- PROBLEM STATEMENT
Return exactly the lines below, starting with the one that has "long for one" and going on through the one that has "pages.push(toc.description.clone());".

Stored items from a collection
________________________
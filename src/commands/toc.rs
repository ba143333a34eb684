use serenity::all::{
    Colour, CommandInteraction, CommandOptionType, Context, CreateCommand, CreateCommandOption,
    CreateEmbed, CreateEmbedAuthor, Mentionable, ResolvedOption,
};

use crate::chunker::split_within;
use crate::commands::{argument, string_option, LookupError};
use crate::config::ConfigSettings;
use crate::discord_helpers::{command_response, multipage_embed};
use crate::helpers::number_pages;
use crate::library::Library;

pub async fn run(
    options: &[ResolvedOption<'_>],
    ctx: &Context,
    cmd: &CommandInteraction,
    library: &Library,
    config: &ConfigSettings,
) {
    let title = argument(string_option(options, "title")).unwrap_or_default();
    show(&title.to_lowercase(), ctx, cmd, library, config).await;
}

pub async fn show(
    title: &str,
    ctx: &Context,
    cmd: &CommandInteraction,
    library: &Library,
    config: &ConfigSettings,
) {
    let pages = match pages(library, title, config.max_embed_length()) {
        Ok(pages) => pages,
        Err(e) => {
            command_response(ctx, cmd, format!("{}, {}", cmd.user.mention(), e)).await;
            return;
        }
    };
    let Some(toc) = library.toc.get(title) else {
        return;
    };

    let mut embed = CreateEmbed::new()
        .title(format!("Table of Contents - {}", toc.name))
        .url(library.work_url(&toc.author, title))
        .color(Colour::ORANGE);
    if let Some(author) = library.author(&toc.author) {
        embed = embed.author(
            CreateEmbedAuthor::new(&author.name)
                .url(&author.url)
                .icon_url(&author.icon),
        );
    }

    let embeds = pages
        .iter()
        .map(|page| embed.clone().description(page))
        .collect();
    multipage_embed::post_pages(ctx, cmd, number_pages(embeds), config.multipage_timeout()).await;
}

/// One page per volume, each headed by the description. A volume too long for one
/// page continues on the next.
pub fn pages(library: &Library, title: &str, max_len: usize) -> Result<Vec<String>, LookupError> {
    let Some(toc) = library.toc.get(title) else {
        return Err(LookupError::NoTableOfContents(title.to_string()));
    };

    let mut pages = Vec::new();
    for (volume, chapters) in toc.volumes() {
        let page = format!(
            "{}\n\n__**{}**__\n{}",
            toc.description,
            volume,
            chapters.join("\n")
        );
        pages.extend(split_within(&page, max_len, &["\n"], true));
    }

    if pages.is_empty() {
        pages.push(toc.description.clone());
    }
    Ok(pages)
}

pub fn register() -> CreateCommand {
    CreateCommand::new("toc")
        .description("Table of contents of a book")
        .add_option(
            CreateCommandOption::new(CommandOptionType::String, "title", "Which book")
                .required(true)
                .add_string_choice("Moral letters to Lucilius", "letters")
                .add_string_choice("The Discourses", "discourses"),
        )
        .dm_permission(true)
}
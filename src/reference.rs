use std::sync::LazyLock;

use regex::Regex;

static BOOK_CHAPTER: LazyLock<Regex> = LazyLock::new(|| {
    Regex::new(r"^\s*([^:.\s]+)\s*[:.]\s*(\S+)\s*$").expect("book:chapter pattern compiles")
});

static SECTION_RANGE: LazyLock<Regex> =
    LazyLock::new(|| Regex::new(r"^(\d+)\s*-\s*(\d+)$").expect("section range pattern compiles"));

const ROMAN_NUMERALS: [(u32, &str); 13] = [
    (1000, "M"),
    (900, "CM"),
    (500, "D"),
    (400, "CD"),
    (100, "C"),
    (90, "XC"),
    (50, "L"),
    (40, "XL"),
    (10, "X"),
    (9, "IX"),
    (5, "V"),
    (4, "IV"),
    (1, "I"),
];

/// Splits `5:23` or `5.23` into book and chapter keys.
pub fn split_reference(raw: &str) -> Option<(String, String)> {
    let caps = BOOK_CHAPTER.captures(raw)?;
    Some((normalize_key(&caps[1]), normalize_key(&caps[2])))
}

/// Parses a `3-6` section range.
pub fn parse_range(raw: &str) -> Option<(u32, u32)> {
    let caps = SECTION_RANGE.captures(raw.trim())?;
    Some((caps[1].parse().ok()?, caps[2].parse().ok()?))
}

/// Book files key their chapters by plain numbers, so `05` has to become `5`.
pub fn normalize_key(raw: &str) -> String {
    let raw = raw.trim();
    match raw.parse::<u32>() {
        Ok(n) => n.to_string(),
        Err(_) => raw.to_string(),
    }
}

pub fn to_roman(mut n: u32) -> String {
    let mut roman = String::new();
    for (value, numeral) in ROMAN_NUMERALS {
        while n >= value {
            roman.push_str(numeral);
            n -= value;
        }
    }
    roman
}

/// Roman numeral for numeric keys, the key itself otherwise.
pub fn key_to_roman(key: &str) -> String {
    key.parse::<u32>().map(to_roman).unwrap_or_else(|_| key.to_string())
}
________________________
- EXERCISE RESULT
/// One page per volume, each headed by the description. A volume too long for one
/// page continues on the next.
pub fn pages(library: &Library, title: &str, max_len: usize) -> Result<Vec<String>, LookupError> {
    let Some(toc) = library.toc.get(title) else {
        return Err(LookupError::NoTableOfContents(title.to_string()));
    };

    let mut pages = Vec::new();
    for (volume, chapters) in toc.volumes() {
        let page = format!(
            "{}\n\n__**{}**__\n{}",
            toc.description,
            volume,
            chapters.join("\n")
        );
        pages.extend(split_within(&page, max_len, &["\n"], true));
    }

    if pages.is_empty() {
        pages.push(toc.description.clone());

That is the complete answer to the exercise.